> _PROBLEM DETAILS_: Find the lines in the records that carry the word "PartialEq". Copy each one.
======== GIVEN ENTRIES ========
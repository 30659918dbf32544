use mapforge_io::{ByteReader, ByteWriter};

pub const HAS_GROUND: u8 = 1 << 0;
pub const HAS_HOUSE: u8 = 1 << 1;

/// One tile as carried over the wire by `TILE_UPDATE` and `MAP_CHUNK`.
#[derive(Debug, Clone, PartialEq, Eq, Default)]
pub struct TileRecord {
    pub x: i32,
    pub y: i32,
    pub z: u8,
    pub items: Vec<(u16, u8)>,
    pub ground_id: u16,
    pub house_id: Option<u32>,
}

impl TileRecord {
    fn flags(&self) -> u8 {
        let mut flags = 0;
        if self.ground_id != 0 {
            flags |= HAS_GROUND;
        }
        if self.house_id.is_some() {
            flags |= HAS_HOUSE;
        }
        flags
    }

    /// `x:i32_le, y:i32_le, z:u8, flags:u8, item_count:u16_le,
    /// { item_id:u16_le, subtype:u8 }*, ground_id:u16_le, [house_id:u32_le]`.
    pub fn encode(&self, out: &mut ByteWriter) {
        out.write_i32_le(self.x);
        out.write_i32_le(self.y);
        out.write_u8(self.z);
        out.write_u8(self.flags());
        out.write_u16_le(self.items.len().min(u16::MAX as usize) as u16);
        for &(item_id, subtype) in &self.items {
            out.write_u16_le(item_id);
            out.write_u8(subtype);
        }
        out.write_u16_le(self.ground_id);
        if let Some(house_id) = self.house_id {
            out.write_u32_le(house_id);
        }
    }

    /// Returns `None` if the header itself is truncated; a truncated item
    /// list or missing trailing fields stop decoding early but still
    /// return what was read, matching the source's tolerant decoder.
    pub fn decode(r: &mut ByteReader<'_>) -> Option<Self> {
        let x = r.read_i32_le().ok()?;
        let y = r.read_i32_le().ok()?;
        let z = r.read_u8().ok()?;
        let flags = r.read_u8().ok()?;
        let item_count = r.read_u16_le().ok()?;

        let mut items = Vec::with_capacity(item_count as usize);
        for _ in 0..item_count {
            let Ok(item_id) = r.read_u16_le() else { break };
            let Ok(subtype) = r.read_u8() else { break };
            items.push((item_id, subtype));
        }

        let ground_id = r.read_u16_le().unwrap_or(0);
        let house_id = if flags & HAS_HOUSE != 0 {
            r.read_u32_le().ok()
        } else {
            None
        };

        Some(Self {
            x,
            y,
            z,
            items,
            ground_id,
            house_id,
        })
    }
}
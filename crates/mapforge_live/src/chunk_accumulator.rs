use std::collections::HashMap;

use mapforge_protocol::MapChunk;

/// Client-side accumulation of `MAP_CHUNK` frames for one in-flight
/// `MAP_REQUEST` (spec.md §4.5.7). Chunks may arrive out of order;
/// a duplicate `chunk_id` overwrites the previous content for that id.
#[derive(Debug, Default)]
pub struct ChunkAccumulator {
    expected_total: Option<u32>,
    chunks: HashMap<u32, MapChunk>,
}

impl ChunkAccumulator {
    pub fn new() -> Self {
        Self::default()
    }

    /// Discards any in-progress accumulation; called when a fresh
    /// `MAP_REQUEST` is sent.
    pub fn reset(&mut self) {
        self.expected_total = None;
        self.chunks.clear();
    }

    pub fn accept(&mut self, chunk: MapChunk) {
        self.expected_total = Some(chunk.total_chunks);
        self.chunks.insert(chunk.chunk_id, chunk);
    }

    /// Complete once every id in `0..total_chunks` has been seen.
    pub fn is_complete(&self) -> bool {
        match self.expected_total {
            None => false,
            Some(total) => (0..total).all(|id| self.chunks.contains_key(&id)),
        }
    }

    /// Returns chunks ordered by id once complete.
    pub fn into_ordered(mut self) -> Option<Vec<MapChunk>> {
        if !self.is_complete() {
            return None;
        }
        let total = self.expected_total?;
        let mut ordered = Vec::with_capacity(total as usize);
        for id in 0..total {
            ordered.push(self.chunks.remove(&id)?);
        }
        Some(ordered)
    }
}
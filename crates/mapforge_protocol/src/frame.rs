use mapforge_io::{ByteReader, ByteWriter};

/// Current (and only) protocol version this crate speaks.
pub const PROTOCOL_VERSION: u16 = 1;

/// Hard cap on a single frame's payload size (spec.md §4.5.1). Frames
/// whose declared `size` exceeds this are rejected before the payload is
/// read.
pub const MAX_PAYLOAD_SIZE: u32 = 16 * 1024 * 1024;

/// `version:u16_le type:u16_le size:u32_le` — 8 bytes, followed by
/// `size` payload bytes.
#[derive(Debug, Clone, Copy, PartialEq, Eq)]
pub struct FrameHeader {
    pub version: u16,
    pub packet_type: u16,
    pub size: u32,
}

impl FrameHeader {
    pub const WIRE_LEN: usize = 8;

    pub fn new(packet_type: u16, size: u32) -> Self {
        Self {
            version: PROTOCOL_VERSION,
            packet_type,
            size,
        }
    }

    pub fn write(&self, out: &mut ByteWriter) {
        out.write_u16_le(self.version);
        out.write_u16_le(self.packet_type);
        out.write_u32_le(self.size);
    }

    /// Reads a header from exactly [`Self::WIRE_LEN`] bytes.
    pub fn parse(reader: &mut ByteReader<'_>) -> Result<Self, mapforge_io::StreamError> {
        let version = reader.read_u16_le()?;
        let packet_type = reader.read_u16_le()?;
        let size = reader.read_u32_le()?;
        Ok(Self {
            version,
            packet_type,
            size,
        })
    }

    pub fn is_oversized(&self) -> bool {
        self.size > MAX_PAYLOAD_SIZE
    }
}

/// Encodes a full frame (header + payload) ready to write to a socket.
pub fn encode_frame(packet_type: u16, payload: &[u8]) -> Vec<u8> {
    let mut out = ByteWriter::with_capacity(FrameHeader::WIRE_LEN + payload.len());
    FrameHeader::new(packet_type, payload.len() as u32).write(&mut out);
    out.write_bytes(payload);
    out.into_inner()
}

#[cfg(test)]
mod tests {
    use super::*;

    #[test]
    fn header_round_trips() {
        let bytes = encode_frame(21, &[1, 2, 3]);
        let mut r = ByteReader::new(&bytes);
        let header = FrameHeader::parse(&mut r).unwrap();
        assert_eq!(header.version, PROTOCOL_VERSION);
        assert_eq!(header.packet_type, 21);
        assert_eq!(header.size, 3);
        assert_eq!(r.read_exact(3).unwrap(), &[1, 2, 3]);
    }

    #[test]
    fn oversized_header_is_flagged() {
        let header = FrameHeader::new(1, MAX_PAYLOAD_SIZE + 1);
        assert!(header.is_oversized());
    }
}
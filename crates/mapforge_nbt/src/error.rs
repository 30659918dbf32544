use thiserror::Error;

/// Fatal errors produced while framing or unframing a node stream.
///
/// Every variant here is fatal to the load/save in progress: the caller
/// discards whatever partial tree it had built (spec'd in the parent
/// `mapforge_format` crate's `CodecError` propagation policy).
#[derive(Debug, Error, Clone, PartialEq, Eq)]
pub enum NodeError {
    #[error("unexpected end of stream while reading a node")]
    UnexpectedEof,
    #[error("expected file magic {expected:02x?}, found {found:02x?}")]
    BadMagic { expected: [u8; 4], found: [u8; 4] },
    #[error("unbalanced node: {0}")]
    UnbalancedNode(&'static str),
}

impl From<mapforge_io::StreamError> for NodeError {
    fn from(_: mapforge_io::StreamError) -> Self {
        NodeError::UnexpectedEof
    }
}
use mapforge_io::{ByteReader, ByteWriter};

use crate::tile_record::TileRecord;

/// One partition of a bulk map transfer (spec.md §4.5.7). Clients key
/// accumulation by `chunk_id` and tolerate any ordering or duplication.
#[derive(Debug, Clone, PartialEq, Eq)]
pub struct MapChunk {
    pub chunk_id: u32,
    pub total_chunks: u32,
    pub x_min: i32,
    pub y_min: i32,
    pub z: u8,
    pub tiles: Vec<TileRecord>,
}

/// `chunk_id:u32_le, total_chunks:u32_le, tile_count:u16_le,
/// x_min:i32_le, y_min:i32_le, z:u8, tile_record*`.
pub fn encode_map_chunk(chunk: &MapChunk) -> Vec<u8> {
    let mut out = ByteWriter::new();
    out.write_u32_le(chunk.chunk_id);
    out.write_u32_le(chunk.total_chunks);
    out.write_u16_le(chunk.tiles.len().min(u16::MAX as usize) as u16);
    out.write_i32_le(chunk.x_min);
    out.write_i32_le(chunk.y_min);
    out.write_u8(chunk.z);
    for tile in &chunk.tiles {
        tile.encode(&mut out);
    }
    out.into_inner()
}

pub fn decode_map_chunk(payload: &[u8]) -> Option<MapChunk> {
    let mut r = ByteReader::new(payload);
    let chunk_id = r.read_u32_le().ok()?;
    let total_chunks = r.read_u32_le().ok()?;
    let tile_count = r.read_u16_le().ok()?;
    let x_min = r.read_i32_le().ok()?;
    let y_min = r.read_i32_le().ok()?;
    let z = r.read_u8().ok()?;

    let mut tiles = Vec::with_capacity(tile_count as usize);
    for _ in 0..tile_count {
        match TileRecord::decode(&mut r) {
            Some(tile) => tiles.push(tile),
            None => break,
        }
    }

    Some(MapChunk {
        chunk_id,
        total_chunks,
        x_min,
        y_min,
        z,
        tiles,
    })
}
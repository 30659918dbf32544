//! Tree framing for the binary map formats: a self-describing node stream
//! with byte-stuffed payloads.
//!
//! The wire grammar (spec.md §4.2):
//!
//! ```text
//! stream    := FILE_MAGIC(4) NODE
//! NODE      := 0xFE TYPE(u8) PAYLOAD CHILD* 0xFF
//! PAYLOAD   := bytes, with 0xFE, 0xFF, 0xFD escaped by a leading 0xFD
//! CHILD     := NODE
//! ```

pub mod error;
pub mod reader;
pub mod writer;

pub use error::NodeError;
pub use reader::{
    begin_node, consume_siblings_until_end, end_node, read_node, DecodedNode, PayloadReader,
    RootReader,
};
pub use writer::{escape, write_decoded_node, write_node_standalone, write_root, NodeWriter};

/// Begins a node.
pub const NODE_START: u8 = 0xFE;
/// Ends a node.
pub const NODE_END: u8 = 0xFF;
/// Escapes the following byte in a payload.
pub const ESCAPE: u8 = 0xFD;

#[cfg(test)]
mod tests {
    use mapforge_io::{ByteReader, ByteWriter};
    use proptest::prelude::*;

    use super::*;

    /// E1 (node round trip), spec.md §8.
    #[test]
    fn e1_node_round_trip_literal_bytes() {
        let payload = [0xFE, 0x00, 0xFF, 0xFD];
        let mut out = ByteWriter::new();
        writer::write_node_standalone(&mut out, 0x10, &payload, |_| {});
        let bytes = out.into_inner();

        assert_eq!(
            bytes,
            vec![0xFE, 0x10, 0xFD, 0xFE, 0x00, 0xFD, 0xFF, 0xFD, 0xFD, 0xFF]
        );

        let mut r = ByteReader::new(&bytes);
        let decoded = read_node(&mut r).unwrap();
        assert_eq!(decoded.node_type, 0x10);
        assert_eq!(decoded.payload, payload);
        assert!(decoded.children.is_empty());
        assert!(r.is_empty());
    }

    #[test]
    fn node_with_children_round_trips() {
        let mut out = ByteWriter::new();
        writer::write_node_standalone(&mut out, 1, &[1, 2, 3], |w| {
            w.write_node(2, &[4, 5], |_| {});
            w.write_node(3, &[], |w| {
                w.write_node(4, &[9], |_| {});
            });
        });
        let bytes = out.into_inner();

        let mut r = ByteReader::new(&bytes);
        let decoded = read_node(&mut r).unwrap();
        assert_eq!(decoded.node_type, 1);
        assert_eq!(decoded.payload, vec![1, 2, 3]);
        assert_eq!(decoded.children.len(), 2);
        assert_eq!(decoded.children[0].node_type, 2);
        assert_eq!(decoded.children[0].payload, vec![4, 5]);
        assert!(decoded.children[0].children.is_empty());
        assert_eq!(decoded.children[1].node_type, 3);
        assert!(decoded.children[1].payload.is_empty());
        assert_eq!(decoded.children[1].children.len(), 1);
        assert_eq!(decoded.children[1].children[0].payload, vec![9]);
    }

    #[test]
    fn unknown_node_is_skippable() {
        let mut out = ByteWriter::new();
        writer::write_node_standalone(&mut out, 1, &[], |w| {
            w.write_node(99, &[0xFE, 0xFF, 0xFD], |w| {
                w.write_node(100, &[1], |_| {});
            });
            w.write_node(2, &[7], |_| {});
        });
        let bytes = out.into_inner();

        let mut r = ByteReader::new(&bytes);
        let (node_type, mut payload) = begin_node(&mut r).unwrap();
        assert_eq!(node_type, 1);
        let delim = payload.drain_to_delimiter().unwrap();
        assert_eq!(delim, NODE_START);
        drop(payload);

        // Skip the unknown node (99) entirely.
        let (unknown_type, mut unknown_payload) = begin_node(&mut r).unwrap();
        assert_eq!(unknown_type, 99);
        let unknown_delim = unknown_payload.drain_to_delimiter().unwrap();
        assert_eq!(unknown_delim, NODE_START);
        drop(unknown_payload);
        consume_siblings_until_end(&mut r).unwrap();

        // The following sibling must still be readable.
        let (next_type, mut next_payload) = begin_node(&mut r).unwrap();
        assert_eq!(next_type, 2);
        assert_eq!(next_payload.read_escaped_bytes(1).unwrap(), vec![7]);
        let next_delim = next_payload.drain_to_delimiter().unwrap();
        assert_eq!(next_delim, NODE_END);
        drop(next_payload);
        end_node(&mut r).unwrap();

        // Closes the outer node.
        end_node(&mut r).unwrap();
        assert!(r.is_empty());
    }

    #[test]
    fn truncated_stream_is_unexpected_eof() {
        let bytes = [0xFE, 0x10, 0x01];
        let mut r = ByteReader::new(&bytes);
        let err = read_node(&mut r).unwrap_err();
        assert_eq!(err, NodeError::UnexpectedEof);
    }

    #[test]
    fn bad_magic_is_rejected() {
        let bytes = [b'X', b'X', b'X', b'X', 0xFE, 1, 0xFF];
        let err = RootReader::open(&bytes, *b"OTBM").unwrap_err();
        assert!(matches!(err, NodeError::BadMagic { .. }));
    }

    proptest! {
        /// Escape law (spec.md §8 item 2): a node's payload survives a
        /// write/read cycle unchanged for any byte sequence, and `escape`
        /// inserts exactly one `0xFD` before each `0xFD`/`0xFE`/`0xFF` byte.
        #[test]
        fn escape_law(payload in proptest::collection::vec(any::<u8>(), 0..64)) {
            let escaped = escape(&payload);
            let expected_len = payload.iter().filter(|&&b| b == ESCAPE || b == NODE_START || b == NODE_END).count()
                + payload.len();
            prop_assert_eq!(escaped.len(), expected_len);

            let mut out = ByteWriter::new();
            writer::write_node_standalone(&mut out, 7, &payload, |_| {});
            let bytes = out.into_inner();

            let mut r = ByteReader::new(&bytes);
            let decoded = read_node(&mut r).unwrap();
            prop_assert_eq!(decoded.payload, payload);
        }
    }
}
/// What to do with an `Item` whose `server_id` the catalog doesn't
/// recognize (spec.md §7, `CodecError.UnknownItemId`).
#[derive(Debug, Clone, Copy, PartialEq, Eq)]
pub enum UnknownItemPolicy {
    /// Replace with `server_id = 0`, keep the original id in the warning.
    Placeholder,
    /// Omit the item entirely, still warn.
    Skip,
    /// Fail the load fatally.
    Error,
}

/// Hard stop thresholds an external caller can set before a load runs
/// away on a hostile or corrupt file. Checked as the loader walks tiles.
#[derive(Debug, Clone, Copy, Default)]
pub struct MemoryGuard {
    pub max_tiles: Option<usize>,
    pub max_bytes: Option<usize>,
}

impl MemoryGuard {
    pub fn check_tile_count(&self, count: usize) -> Result<(), crate::CodecError> {
        if let Some(max) = self.max_tiles {
            if count > max {
                return Err(crate::CodecError::MemoryGuardTrip("tile count exceeded"));
            }
        }
        Ok(())
    }

    pub fn check_byte_len(&self, len: usize) -> Result<(), crate::CodecError> {
        if let Some(max) = self.max_bytes {
            if len > max {
                return Err(crate::CodecError::MemoryGuardTrip("input exceeded byte limit"));
            }
        }
        Ok(())
    }
}

/// Explicit configuration threaded through a load, replacing the source's
/// monkey-patched loader callbacks (spec.md §9). The warning sink and item
/// catalog are threaded separately as generic parameters rather than
/// stored here, since both are borrowed collaborators with their own
/// lifetimes.
#[derive(Debug, Clone, Copy)]
pub struct LoaderConfig {
    pub unknown_item_policy: UnknownItemPolicy,
    pub allow_unsupported_versions: bool,
    pub memory_guard: MemoryGuard,
}

impl Default for LoaderConfig {
    fn default() -> Self {
        Self {
            unknown_item_policy: UnknownItemPolicy::Placeholder,
            allow_unsupported_versions: false,
            memory_guard: MemoryGuard::default(),
        }
    }
}
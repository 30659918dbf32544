//! The live collaborative editing client (spec.md §4.5.4, §5). One task
//! owns the socket and multiplexes reads, outgoing frames and reconnects;
//! the handle returned to the host is cheap to clone and never blocks.

use std::sync::atomic::{AtomicBool, Ordering};
use std::sync::Arc;
use std::time::{Duration, Instant};

use mapforge_protocol::{
    decode_chat, decode_client_list, decode_cursor, decode_map_chunk, decode_tile_update, encode_chat, encode_cursor,
    encode_frame, encode_login, encode_map_request, encode_tile_update, ClientEntry, MapChunk, MapRequest, PacketType,
    TileRecord,
};
use parking_lot::Mutex;
use tokio::io::{AsyncReadExt, AsyncWriteExt};
use tokio::net::TcpStream;
use tokio::sync::Notify;
use tokio::time::timeout;

use crate::chunk_accumulator::ChunkAccumulator;
use crate::cursor::{CursorRegistry, CursorThrottle, RemoteCursor};
use crate::frame_accumulator::FrameAccumulator;
use crate::reconnect::{attempts_exhausted, backoff_delay, ReconnectConfig};
use crate::session::ClientSessionState;

/// Tunables for one [`LiveClient`].
#[derive(Debug, Clone)]
pub struct ClientConfig {
    pub reconnect: ReconnectConfig,
    pub cursor_throttle_ms: u64,
    pub cursor_timeout: Duration,
    pub connect_timeout: Duration,
}

impl Default for ClientConfig {
    fn default() -> Self {
        Self {
            reconnect: ReconnectConfig::default(),
            cursor_throttle_ms: 50,
            cursor_timeout: Duration::from_secs(10),
            connect_timeout: Duration::from_secs(10),
        }
    }
}

/// Events delivered to the host application as they arrive off the wire.
#[derive(Debug, Clone)]
pub enum LiveEvent {
    LoginSuccess { client_id: u32 },
    LoginFailed,
    Chat { client_id: u32, name: String, message: String },
    Cursors(Vec<RemoteCursor>),
    TileUpdate(Vec<TileRecord>),
    MapSynced(Vec<MapChunk>),
    ClientList(Vec<ClientEntry>),
    Reconnecting { attempt: u32, delay: Duration },
    Disconnected,
}

struct Shutdown {
    flag: AtomicBool,
    notify: Notify,
}

impl Shutdown {
    fn new() -> Self {
        Self {
            flag: AtomicBool::new(false),
            notify: Notify::new(),
        }
    }

    fn trigger(&self) {
        self.flag.store(true, Ordering::SeqCst);
        self.notify.notify_waiters();
    }

    fn is_set(&self) -> bool {
        self.flag.load(Ordering::SeqCst)
    }
}

/// A handle to one auto-reconnecting connection. Cloning shares the same
/// underlying session.
#[derive(Clone)]
pub struct LiveClient {
    commands_tx: flume::Sender<Vec<u8>>,
    events_rx: flume::Receiver<LiveEvent>,
    state: Arc<Mutex<ClientSessionState>>,
    cursor_throttle: Arc<Mutex<CursorThrottle>>,
    shutdown: Arc<Shutdown>,
}

impl LiveClient {
    /// Spawns the background session task and returns immediately;
    /// connection progress and disconnects surface through `events()`.
    pub fn connect(addr: impl Into<String>, name: impl Into<String>, password: impl Into<String>, config: ClientConfig) -> Self {
        let (commands_tx, commands_rx) = flume::unbounded();
        let (events_tx, events_rx) = flume::unbounded();
        let state = Arc::new(Mutex::new(ClientSessionState::Disconnected));
        let shutdown = Arc::new(Shutdown::new());
        let cursor_throttle = Arc::new(Mutex::new(CursorThrottle::new(config.cursor_throttle_ms)));

        tokio::spawn(run(
            addr.into(),
            name.into(),
            password.into(),
            config,
            state.clone(),
            commands_rx,
            events_tx,
            shutdown.clone(),
        ));

        Self {
            commands_tx,
            events_rx,
            state,
            cursor_throttle,
            shutdown,
        }
    }

    pub fn state(&self) -> ClientSessionState {
        *self.state.lock()
    }

    pub fn events(&self) -> &flume::Receiver<LiveEvent> {
        &self.events_rx
    }

    /// Sends the current cursor position, coalesced by the configured
    /// throttle (spec.md §8 item 15).
    pub fn send_cursor(&self, x: i32, y: i32, z: u16) {
        let now = Instant::now();
        if let Some((x, y, z)) = self.cursor_throttle.lock().update_position(x, y, z, now, false) {
            self.push_frame(PacketType::CursorUpdate, &encode_cursor(0, x, y, z));
        }
    }

    /// Forces out a pending cursor update coalesced by the throttle.
    pub fn flush_cursor(&self) {
        let now = Instant::now();
        if let Some((x, y, z)) = self.cursor_throttle.lock().flush(now) {
            self.push_frame(PacketType::CursorUpdate, &encode_cursor(0, x, y, z));
        }
    }

    pub fn send_chat(&self, message: &str) {
        self.push_frame(PacketType::Chat, &encode_chat(0, "", message));
    }

    pub fn send_tile_update(&self, records: &[TileRecord]) {
        self.push_frame(PacketType::TileUpdate, &encode_tile_update(records));
    }

    pub fn request_map(&self, request: MapRequest) {
        self.push_frame(PacketType::MapRequest, &encode_map_request(&request));
    }

    /// Intentional disconnect; the session does not reconnect afterward.
    pub fn shutdown(&self) {
        self.shutdown.trigger();
    }

    fn push_frame(&self, packet_type: PacketType, payload: &[u8]) {
        let _ = self.commands_tx.send(encode_frame(packet_type.as_u16(), payload));
    }
}

async fn run(
    addr: String,
    name: String,
    password: String,
    config: ClientConfig,
    state: Arc<Mutex<ClientSessionState>>,
    commands_rx: flume::Receiver<Vec<u8>>,
    events_tx: flume::Sender<LiveEvent>,
    shutdown: Arc<Shutdown>,
) {
    let mut attempt = 0u32;

    loop {
        if shutdown.is_set() {
            *state.lock() = ClientSessionState::Disconnected;
            return;
        }

        *state.lock() = ClientSessionState::Connecting;
        let stream = match timeout(config.connect_timeout, TcpStream::connect(&addr)).await {
            Ok(Ok(stream)) => stream,
            _ => {
                if !reconnect_or_give_up(&config, &mut attempt, &state, &events_tx).await {
                    return;
                }
                continue;
            }
        };
        let _ = stream.set_nodelay(true);
        *state.lock() = ClientSessionState::Connected;

        let (mut read_half, mut write_half) = stream.into_split();
        let login_frame = encode_frame(PacketType::Login.as_u16(), &encode_login(&name, &password));
        if write_half.write_all(&login_frame).await.is_err() {
            if !reconnect_or_give_up(&config, &mut attempt, &state, &events_tx).await {
                return;
            }
            continue;
        }

        let mut accumulator = FrameAccumulator::new();
        let mut chunk_acc = ChunkAccumulator::new();
        let mut cursor_registry = CursorRegistry::new(32, config.cursor_timeout);
        let mut read_buf = [0u8; 4096];

        'session: loop {
            tokio::select! {
                _ = shutdown.notify.notified() => {
                    break 'session;
                }
                read_result = read_half.read(&mut read_buf) => {
                    match read_result {
                        Ok(0) | Err(_) => break 'session,
                        Ok(n) => {
                            let frames = match accumulator.push(&read_buf[..n]) {
                                Ok(frames) => frames,
                                Err(_) => break 'session,
                            };
                            let mut disconnect = false;
                            for (packet_type, payload) in frames {
                                if !handle_incoming(
                                    packet_type,
                                    &payload,
                                    &mut attempt,
                                    &state,
                                    &events_tx,
                                    &mut chunk_acc,
                                    &mut cursor_registry,
                                ) {
                                    disconnect = true;
                                    break;
                                }
                            }
                            if disconnect {
                                break 'session;
                            }
                        }
                    }
                }
                command = commands_rx.recv_async() => {
                    match command {
                        Ok(frame) => {
                            if write_half.write_all(&frame).await.is_err() {
                                break 'session;
                            }
                        }
                        Err(_) => break 'session,
                    }
                }
            }
        }

        if shutdown.is_set() {
            *state.lock() = ClientSessionState::Disconnected;
            return;
        }

        if !reconnect_or_give_up(&config, &mut attempt, &state, &events_tx).await {
            return;
        }
    }
}

/// Advances the reconnect attempt counter, sleeps the backoff delay
/// (spec.md §8 item 14) and returns whether the caller should retry.
async fn reconnect_or_give_up(
    config: &ClientConfig,
    attempt: &mut u32,
    state: &Arc<Mutex<ClientSessionState>>,
    events_tx: &flume::Sender<LiveEvent>,
) -> bool {
    *attempt += 1;
    if attempts_exhausted(&config.reconnect, *attempt) {
        *state.lock() = ClientSessionState::Disconnected;
        let _ = events_tx.send(LiveEvent::Disconnected);
        return false;
    }
    *state.lock() = ClientSessionState::Reconnecting;
    let delay = backoff_delay(&config.reconnect, *attempt);
    let _ = events_tx.send(LiveEvent::Reconnecting { attempt: *attempt, delay });
    tokio::time::sleep(delay).await;
    true
}

/// Applies one decoded packet. Returns `false` when the session should be
/// torn down (LOGIN_ERROR, KICK).
fn handle_incoming(
    packet_type: u16,
    payload: &[u8],
    attempt: &mut u32,
    state: &Arc<Mutex<ClientSessionState>>,
    events_tx: &flume::Sender<LiveEvent>,
    chunk_acc: &mut ChunkAccumulator,
    cursor_registry: &mut CursorRegistry,
) -> bool {
    let Some(packet) = PacketType::from_u16(packet_type) else {
        return true;
    };

    match packet {
        PacketType::LoginSuccess => {
            let client_id = if payload.len() >= 4 {
                u32::from_le_bytes([payload[0], payload[1], payload[2], payload[3]])
            } else {
                0
            };
            *attempt = 0;
            *state.lock() = ClientSessionState::Active;
            let _ = events_tx.send(LiveEvent::LoginSuccess { client_id });
            true
        }
        PacketType::LoginError => {
            let _ = events_tx.send(LiveEvent::LoginFailed);
            false
        }
        PacketType::Chat => {
            let (client_id, name, message) = decode_chat(payload);
            let _ = events_tx.send(LiveEvent::Chat { client_id, name, message });
            true
        }
        PacketType::CursorUpdate => {
            let (client_id, x, y, z) = decode_cursor(payload);
            cursor_registry.update(client_id, x, y, z, Instant::now());
            let _ = events_tx.send(LiveEvent::Cursors(cursor_registry.visible(Instant::now())));
            true
        }
        PacketType::TileUpdate => {
            if let Some(records) = decode_tile_update(payload) {
                let _ = events_tx.send(LiveEvent::TileUpdate(records));
            }
            true
        }
        PacketType::MapChunk => {
            if let Some(chunk) = decode_map_chunk(payload) {
                chunk_acc.accept(chunk);
                if chunk_acc.is_complete() {
                    if let Some(chunks) = std::mem::take(chunk_acc).into_ordered() {
                        let _ = events_tx.send(LiveEvent::MapSynced(chunks));
                    }
                }
            }
            true
        }
        PacketType::ClientList => {
            let _ = events_tx.send(LiveEvent::ClientList(decode_client_list(payload)));
            true
        }
        PacketType::Kick => false,
        PacketType::Login | PacketType::MapRequest => true,
    }
}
========
> _YOUR SOLUTION_:
#[derive(Debug, Clone, PartialEq, Eq, Default)]
#[derive(Debug, Clone, Copy, PartialEq, Eq)]
#[derive(Debug, Error, Clone, PartialEq, Eq)]
#[derive(Debug, Clone, PartialEq, Eq)]
#[derive(Debug, Clone, Copy, PartialEq, Eq)]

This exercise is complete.